Des Weiteren liefern die Ergebnisse neue Einblicke in die evolutionären Ursprünge der menschlichen Linie. Bisher gingen Forscher davon aus, dass ein 2,3 Millionen Jahre altes Fossil aus Äthiopien (der Fund mit der Nummer AL 666-1) entweder einem Vorfahren oder frühen Repräsentanten der Art Homo habilis gehörte. Anhand der neuen Daten ist aber jetzt ersichtlich, dass die Gestalt dieses äthiopischen Oberkiefers eher der eines modernen Menschen ähnelt, und dass der Träger des Kiefers damit als Vorfahre des viel ursprünglicheren Homo habilis ausscheidet. Stattdessen scheinen dieses Fossil aus Äthiopien und OH 7 aus Tansania unterschiedliche evolutionäre Linien zu repräsentieren, die sich vermutlich vor 2,3 Millionen Jahren voneinander getrennt hatten. Ihr gemeinsamer Vorfahre war jedoch bis zu dieser Woche völlig unbekannt.

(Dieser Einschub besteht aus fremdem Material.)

impl Tokenizer {
    /// Create a new tokenizer for the given input.
    ///
    /// Applies the input preprocessing step: newline forms collapse to
    /// `\n` and NUL becomes the replacement character.
    pub fn new(input: &str) -> Self {
        let mut chars = Vec::with_capacity(input.len());
        let mut iter = input.chars().peekable();
        while let Some(c) = iter.next() {
            match c {
                '\r' => {
                    if iter.peek() == Some(&'\n') {
                        iter.next();
                    }
                    chars.push('\n');
                }
                '\x0C' => chars.push('\n'),
                '\0' => chars.push(REPLACEMENT),
                _ => chars.push(c),
            }
        }
        Self { chars, pos: 0 }
    }

    /// Peek at the character `offset` positions ahead without advancing.
    fn peek(&self, offset: usize) -> Option<char> {
        self.chars.get(self.pos + offset).copied()
    }

    /// Consume and return the current character.
    fn bump(&mut self) -> Option<char> {
        let c = self.peek(0)?;
        self.pos += 1;
        Some(c)
    }

    /// Consume and return the next token, or `None` at end of input.
    pub fn next_token(&mut self) -> Option<CssToken> {
        self.consume_comments();

        let c = self.peek(0)?;
        let token = match c {
            c if is_whitespace(c) => {
                self.skip_whitespace();
                CssToken::Whitespace
            }
            '"' | '\'' => self.consume_string(c),
            '#' => {
                if self.peek(1).map(is_ident_char).unwrap_or(false) || self.is_valid_escape(1) {
                    self.bump(); // Skip '#'
                    CssToken::Hash(self.consume_ident_sequence())
                } else {
                    self.bump();
                    CssToken::Delim('#')
                }
            }
            '(' => self.single(CssToken::OpenParen),
            ')' => self.single(CssToken::CloseParen),
            '[' => self.single(CssToken::OpenBracket),
            ']' => self.single(CssToken::CloseBracket),
            '{' => self.single(CssToken::OpenBrace),
            '}' => self.single(CssToken::CloseBrace),
            ',' => self.single(CssToken::Comma),
            ':' => self.single(CssToken::Colon),
            ';' => self.single(CssToken::Semicolon),
            '+' => {
                if self.would_start_number() {
                    self.consume_numeric()
                } else {
                    self.single(CssToken::Delim('+'))
                }
            }
            '-' => {
                if self.would_start_number() {
                    self.consume_numeric()
                } else if self.peek(1) == Some('-') && self.peek(2) == Some('>') {
                    self.pos += 3;
                    CssToken::Cdc
                } else if self.would_start_ident(0) {
                    self.consume_ident_like()
                } else {
                    self.single(CssToken::Delim('-'))
                }
            }
            '.' => {
                if self.would_start_number() {
                    self.consume_numeric()
                } else {
                    self.single(CssToken::Delim('.'))
                }
            }
            '<' => {
                if self.peek(1) == Some('!') && self.peek(2) == Some('-') && self.peek(3) == Some('-')
                {
                    self.pos += 4;
                    CssToken::Cdo
                } else {
                    self.single(CssToken::Delim('<'))
                }
            }
            '@' => {
                if self.would_start_ident(1) {
                    self.bump(); // Skip '@'
                    CssToken::AtKeyword(self.consume_ident_sequence())
                } else {
                    self.single(CssToken::Delim('@'))
                }
            }
            '\\' => {
                if self.is_valid_escape(0) {
                    self.consume_ident_like()
                } else {
                    // Backslash followed by a newline escapes nothing.
                    self.single(CssToken::Delim('\\'))
                }
            }
            c if c.is_ascii_digit() => self.consume_numeric(),
            c if is_ident_start(c) => self.consume_ident_like(),
            c => self.single(CssToken::Delim(c)),
        };

        Some(token)
    }

    /// Consume a single character and return the given token.
    fn single(&mut self, token: CssToken) -> CssToken {
        self.bump();
        token
    }

    /// Skip comments (`/* */` only; CSS has no line comments).
    fn consume_comments(&mut self) {
        while self.peek(0) == Some('/') && self.peek(1) == Some('*') {
            self.pos += 2;
            loop {
                match self.bump() {
                    None => return, // unterminated comment reaches EOF
                    Some('*') if self.peek(0) == Some('/') => {
                        self.bump();
                        break;
                    }
                    Some(_) => {}
                }
            }
        }
    }

    /// Skip a run of whitespace characters.
    fn skip_whitespace(&mut self) {
        while self.peek(0).map(is_whitespace).unwrap_or(false) {
            self.bump();
        }
    }

    /// Check whether the characters at `offset` are a valid escape
    /// (backslash not followed by a newline; EOF counts as valid and
    /// produces the replacement character).
    fn is_valid_escape(&self, offset: usize) -> bool {
        self.peek(offset) == Some('\\') && self.peek(offset + 1) != Some('\n')
    }

    /// Check whether the next characters would start a number.
    fn would_start_number(&self) -> bool {
        match self.peek(0) {
            Some('+') | Some('-') => match self.peek(1) {
                Some(c) if c.is_ascii_digit() => true,
                Some('.') => self.peek(2).map(|c| c.is_ascii_digit()).unwrap_or(false),
                _ => false,
            },
            Some('.') => self.peek(1).map(|c| c.is_ascii_digit()).unwrap_or(false),
            Some(c) => c.is_ascii_digit(),
            None => false,
        }
    }

    /// Check whether the characters at `offset` would start an ident
    /// sequence.
    fn would_start_ident(&self, offset: usize) -> bool {
        match self.peek(offset) {
            Some('-') => match self.peek(offset + 1) {
                Some(c) if is_ident_start(c) || c == '-' => true,
                _ => self.is_valid_escape(offset + 1),
            },
            Some('\\') => self.is_valid_escape(offset),
            Some(c) => is_ident_start(c),
            None => false,
        }
    }

    /// Read a number and classify the token that follows it: an ident
    /// sequence makes a Dimension, a `%` makes a Percentage.
    fn consume_numeric(&mut self) -> CssToken {
        let (value, is_integer) = self.consume_number();

        if self.would_start_ident(0) {
            let unit = self.consume_ident_sequence();
            CssToken::Dimension {
                value,
                is_integer,
                unit,
            }
        } else if self.peek(0) == Some('%') {
            self.bump(); // Skip '%'
            CssToken::Percentage(value)
        } else {
            CssToken::Number { value, is_integer }
        }
    }

    /// Read a number: optional sign, digits, optional fraction, optional
    /// exponent. Returns the value and whether it is an integer.
    fn consume_number(&mut self) -> (f64, bool) {
        let mut repr = String::new();
        let mut is_integer = true;

        if let Some(c @ ('+' | '-')) = self.peek(0) {
            self.bump();
            repr.push(c);
        }
        while let Some(c) = self.peek(0) {
            if c.is_ascii_digit() {
                self.bump();
                repr.push(c);
            } else {
                break;
            }
        }

        // Fractional part, only if the dot is followed by digits.
        if self.peek(0) == Some('.') && self.peek(1).map(|c| c.is_ascii_digit()).unwrap_or(false) {
            is_integer = false;
            self.bump();
            repr.push('.');
            while let Some(c) = self.peek(0) {
                if c.is_ascii_digit() {
                    self.bump();
                    repr.push(c);
                } else {
                    break;
                }
            }
        }

        // Exponent part: e/E, optional sign, digits.
        if let Some(e @ ('e' | 'E')) = self.peek(0) {
            let exponent_digits = match self.peek(1) {
                Some(c) if c.is_ascii_digit() => true,
                Some('+') | Some('-') => {
                    self.peek(2).map(|c| c.is_ascii_digit()).unwrap_or(false)
                }
                _ => false,
            };
            if exponent_digits {
                is_integer = false;
                self.bump();
                repr.push(e);
                if let Some(sign @ ('+' | '-')) = self.peek(0) {
                    self.bump();
                    repr.push(sign);
                }
                while let Some(c) = self.peek(0) {
                    if c.is_ascii_digit() {
                        self.bump();
                        repr.push(c);
                    } else {
                        break;
                    }
                }
            }
        }

        // The collected repr matches the float grammar by construction.
        let value = repr.parse::<f64>().unwrap_or(0.0);
        (value, is_integer)
    }

    /// Read an ident sequence, resolving escapes.
    fn consume_ident_sequence(&mut self) -> String {
        let mut out = String::new();
        loop {
            match self.peek(0) {
                Some(c) if is_ident_char(c) => {
                    self.bump();
                    out.push(c);
                }
                Some('\\') if self.is_valid_escape(0) => {
                    self.bump(); // Skip '\'
                    out.push(self.consume_escape());
                }
                _ => break,
            }
        }
        out
    }

    /// Resolve an escape sequence. The backslash has already been consumed.
    ///
    /// Up to 6 hex digits plus one optional trailing whitespace character;
    /// zero, surrogate, or out-of-range code points and EOF all yield the
    /// replacement character, never an error.
    fn consume_escape(&mut self) -> char {
        let Some(c) = self.bump() else {
            return REPLACEMENT;
        };

        if !c.is_ascii_hexdigit() {
            return c;
        }

        let mut value = c.to_digit(16).unwrap_or(0);
        let mut digits = 1;
        while digits < 6 {
            match self.peek(0) {
                Some(h) if h.is_ascii_hexdigit() => {
                    self.bump();
                    value = value * 16 + h.to_digit(16).unwrap_or(0);
                    digits += 1;
                }
                _ => break,
            }
        }
        if self.peek(0).map(is_whitespace).unwrap_or(false) {
            self.bump(); // a single whitespace terminates the escape
        }

        if value == 0 || (0xD800..=0xDFFF).contains(&value) || value > 0x10FFFF {
            return REPLACEMENT;
        }
        char::from_u32(value).unwrap_or(REPLACEMENT)
    }

    /// Read an ident-like token: a plain ident, a function, or a url.
    fn consume_ident_like(&mut self) -> CssToken {
        let name = self.consume_ident_sequence();

        if self.peek(0) == Some('(') {
            self.bump(); // Skip '('
            if name.eq_ignore_ascii_case("url") {
                self.skip_whitespace();
                if matches!(self.peek(0), Some('"') | Some('\'')) {
                    return CssToken::Function(name);
                }
                return self.consume_url();
            }
            return CssToken::Function(name);
        }

        CssToken::Ident(name)
    }

    /// Read an unquoted url token. The `url(` and any leading whitespace
    /// have already been consumed.
    fn consume_url(&mut self) -> CssToken {
        let mut value = String::new();
        loop {
            match self.bump() {
                None => return CssToken::Url(value), // EOF still yields a url
                Some(')') => return CssToken::Url(value),
                Some(c) if is_whitespace(c) => {
                    self.skip_whitespace();
                    return match self.peek(0) {
                        None => CssToken::Url(value),
                        Some(')') => {
                            self.bump();
                            CssToken::Url(value)
                        }
                        _ => self.consume_bad_url_remnants(),
                    };
                }
                Some('"') | Some('\'') | Some('(') => return self.consume_bad_url_remnants(),
                Some('\\') => {
                    if self.peek(0) != Some('\n') {
                        value.push(self.consume_escape());
                    } else {
                        return self.consume_bad_url_remnants();
                    }
                }
                Some(c) => value.push(c),
            }
        }
    }

    /// Swallow the rest of a broken url so the next token starts clean.
    fn consume_bad_url_remnants(&mut self) -> CssToken {
        loop {
            match self.bump() {
                None | Some(')') => return CssToken::BadUrl,
                Some('\\') if self.peek(0) != Some('\n') => {
                    self.consume_escape();
                }
                Some(_) => {}
            }
        }
    }

    /// Read a string token. Unterminated strings degrade: EOF closes the
    /// string, a bare newline turns it into `BadString`.
    fn consume_string(&mut self, quote: char) -> CssToken {
        self.bump(); // Skip the opening quote
        let mut value = String::new();
        loop {
            match self.peek(0) {
                None => return CssToken::String(value),
                Some(c) if c == quote => {
                    self.bump();
                    return CssToken::String(value);
                }
                // The newline is not consumed; it belongs to the next token.
                Some('\n') => return CssToken::BadString,
                Some('\\') => {
                    self.bump(); // Skip '\'
                    match self.peek(0) {
                        None => {} // a trailing backslash contributes nothing
                        Some('\n') => {
                            self.bump(); // escaped newline: line continuation
                        }
                        Some(_) => value.push(self.consume_escape()),
                    }
                }
                Some(c) => {
                    self.bump();
                    value.push(c);
                }
            }
        }
    }
}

In der Fachzeitschrift Science berichtet ein anderes Forscherteam zeitgleich mit Spoor und Kollegen über die Entdeckung eines 2,8 Millionen Jahre alten Unterkiefers aus Ledi-Geraru in Äthiopien, welcher nun den frühesten Beleg für die Gattung Homo liefert (Science Express, 5. März 2015). Das neue Fossil LD 350-1 könnte möglicherweise einem Vorfahren von Homo habilis und anderen Arten der Gattung Homo gehört haben. „Die digitale Neuentdeckung von Homo habilis und seinem wahren Aussehen ließ uns Rückschlüsse ziehen, wie sein Vorfahre ausgesehen haben mag — doch bis heute waren keine solchen Fossilien bekannt“, sagt Fred Spoor, der am University College London und am Max-Planck-Institut für evolutionäre Anthropologie forscht. „Jetzt tauchte — fast wie bestellt — der Ledi-Geraru-Kiefer auf und liefert uns ein plausibles evolutionäres Bindeglied zwischen Australopithecus afarensis und Homo habilis.